Friday, February 07, 2020

An Ugly And Mean Party

Frank Graves and Michael Valpy have the numbers that tell what has happened to the Conservative Party. They write:

EKOS Research found that four years ago, there was a 10-percentage-point gap between Liberals and Conservatives who selected climate change as the top issue of political concern. That gap is now 46 percentage points.
More than 90 per cent of Canadians who identify with the political centre-left, which is 65 per cent of adult citizens, think that Canada now has a climate emergency (they don’t believe that it’s coming, but that it’s here now.) For people who identify as Conservative or People’s Party supporters, the figure is less than 30 per cent. Four years ago, there was a 20-percentage-point gap between Liberals and Conservatives on trust in science. That exploded to a 40 per cent gap following the last election.
Since 2012, the incidence of Conservative voters who think Canada is admitting “too many” visible minorities as immigrants has swollen from 47 per cent to 70 per cent . Meanwhile, the corresponding incidence of Liberals agreeing there are too many has dropped from 35 to 15 per cent. A modest 12 per cent gap has also expanded to a massive 55 per cent gap.

We are, to put it simply, becoming a much more tribal nation. As in the U.S. and UK, compromise is getting harder to find:

At the opening of the 21st century, almost 50 per cent of Canadian voters said they were neither small-L liberals nor small-C conservatives. Today, those saying “neither” are less than half of what they were 20 years ago—everyone is picking sides.
It means the ability to find centre terrain on the most divisive issues of the day is disappearing. The only path forward for those who win electoral power is to say, “Sorry, you’re wrong, we’re right.” When the gap is this egregious, you have to make choices, producing the predictable toxic backlash among the losers. On climate change, that’s what we see in Alberta and Saskatchewan, and among working class males of all ages with less than university education.
This is not unique to Canada. It’s a new feature of western democracy. You can hear it in post-Brexit England (“Take back control”), in Trump America (“Make America Great Again”), and now echoing in Conservative leadership candidate Erin O’Toole’s proclamation that, with him at the party helm, the Conservatives will “take back our great country.”

So we face an ugly and mean future. One of the reasons for that tragedy is that the Conservative Party is now an ugly and mean party.

Image: Bandcamp


Anonymous said...

As much as the Cons believe Canada is admitting too many immigrants, it should be noted that prior to Trudeau, the highest levels of immigration happened under Big Steve. The Libs are simply continuing and expanding Con policy. Yet somehow, there was no great outcry when Harper was running the show, just as Harper got away with record deficits with nary a murmur.

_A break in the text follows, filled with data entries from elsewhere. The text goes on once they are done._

//! CSV export functionality
//!
//! Exports the breakdown report in spreadsheet-compatible rows.

use std::io::Write;

use crate::error::{TallyError, TallyResult};
use crate::reports::BreakdownReport;

/// Export the breakdown report to CSV
pub fn export_breakdown_csv<W: Write>(report: &BreakdownReport, writer: &mut W) -> TallyResult<()> {
    writeln!(writer, "Category,Amount,Count,Percentage")
        .map_err(|e| TallyError::Export(e.to_string()))?;

    for slice in &report.slices {
        writeln!(
            writer,
            "{},{:.2},{},{:.2}",
            slice.label,
            slice.total.cents() as f64 / 100.0,
            slice.count,
            slice.percentage
        )
        .map_err(|e| TallyError::Export(e.to_string()))?;
    }

    writeln!(
        writer,
        "TOTAL,{:.2},{},100.00",
        report.total_spending.cents() as f64 / 100.0,
        report.expense_count
    )
    .map_err(|e| TallyError::Export(e.to_string()))?;

    Ok(())
}
//! Breakdown chart rendering
//!
//! The chart renderer is a collaborator boundary: aggregation code never
//! touches it, and anything that can draw label/value pairs satisfies the
//! trait. The shipped renderer draws a percentage-labelled proportional
//! bar chart, persists it to a text artifact, and prints it.

use std::fs;
use std::path::{Path, PathBuf};

use crate::display::format::{format_bar, format_percentage, separator, truncate};
use crate::error::{TallyError, TallyResult};

/// One labelled share of the chart
#[derive(Debug, Clone)]
pub struct ChartSlice {
    pub label: String,
    /// Value in currency units
    pub value: f64,
    /// Share of the whole, in percent
    pub percentage: f64,
}

/// Label/value pairs ready for rendering
#[derive(Debug, Clone)]
pub struct BreakdownChart {
    pub title: String,
    pub slices: Vec<ChartSlice>,
}

/// A collaborator that can draw a breakdown chart
pub trait ChartRenderer {
    fn render(&self, chart: &BreakdownChart) -> TallyResult<()>;
}

/// Renders the breakdown as proportional text bars, writes the chart to a
/// file, and displays it on the terminal.
#[derive(Debug, Clone)]
pub struct TextChartRenderer {
    output_path: PathBuf,
    bar_width: usize,
}

impl TextChartRenderer {
    /// Create a renderer that persists the chart at the given path
    pub fn new(output_path: impl Into<PathBuf>, bar_width: usize) -> Self {
        Self {
            output_path: output_path.into(),
            bar_width,
        }
    }

    /// Where the chart artifact is written
    pub fn output_path(&self) -> &Path {
        &self.output_path
    }

    /// Draw the chart into a string
    pub fn render_to_string(&self, chart: &BreakdownChart) -> String {
        let label_width = 18;
        let max_value = chart
            .slices
            .iter()
            .map(|s| s.value)
            .fold(0.0_f64, f64::max);

        let mut output = String::new();
        output.push_str(&chart.title);
        output.push('\n');
        output.push_str(&separator(label_width + self.bar_width + 18));
        output.push('\n');

        for slice in &chart.slices {
            output.push_str(&format!(
                "{:<label_width$} {} {:>7} ({:.2})\n",
                truncate(&slice.label, label_width),
                format_bar(slice.value, max_value, self.bar_width),
                format_percentage(slice.percentage),
                slice.value,
                label_width = label_width
            ));
        }

        output
    }
}

impl ChartRenderer for TextChartRenderer {
    fn render(&self, chart: &BreakdownChart) -> TallyResult<()> {
        let rendered = self.render_to_string(chart);

        fs::write(&self.output_path, &rendered).map_err(|e| {
            TallyError::Render(format!(
                "cannot write chart to '{}': {}",
                self.output_path.display(),
                e
            ))
        })?;

        print!("{}", rendered);
        println!();
        println!("Chart saved as '{}'", self.output_path.display());
        Ok(())
    }
}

Take back control is a denial of the legitimacy of another party's governance. It's the sort of rhetoric the GOP has engaged in for at least a generation, and we know where this leads. As you say, it's politics that is ugly and mean.


Owen Gray said...

Having watched what has been going on in Washington, Cap, we should be smart enough to see where all of this leads -- to nihilism and hatred.

Anonymous said...

I don't understand why this division is happening. Is it fear-mongering? Are people unable to see what is going on, and how this extreme divisiveness is going to tear us apart?


John B. said...

Libertarian propagandists together with an often well-meaning but uncomprehending op-ed industry continue to conflate legitimate concern over the country's immigration rates with tribal aversion to a growing presence of "visible minorities". The opinion shapers should sit back and give the head a shake and the libertarians give over. But I'm sure they won't. To stop manipulating and exploiting sentiment on either or both extremes of any giving question would be inconsistent with both of their playbooks.

Owen Gray said...

Good questions, gdn. My hunch is that fear has something to do with it. Fear short circuits critical thinking.

Owen Gray said...

This is all about manipulating opinion, John. It has nothing to do with logical argument.

e.a.f. said...

Its not "our country". it belongs to the Indigenous People of North America. Now if O Toole wants to run with that line, I'm sure the Indigenous People of Canada will be more than happy to take their country back.

With lines like that, the Cons can expect to loose a lot of voters who are people of colour, people who immigrated to Canada, etc.

While those Brits who wanted Brexit and thought all those people of colour would leave: surprise, the majority of them are British citizens and they're going no where. As to those Brits who don't want people from the former eastern block countries, if you don't want them and they leave expect your economy to take a very large hit.

Owen Gray said...

What's driving a lot of this is angry white men, e.a.f. What they don't seem to understand -- or perhaps what they fear most -- is the fact that they are outnumbered -- everywhere.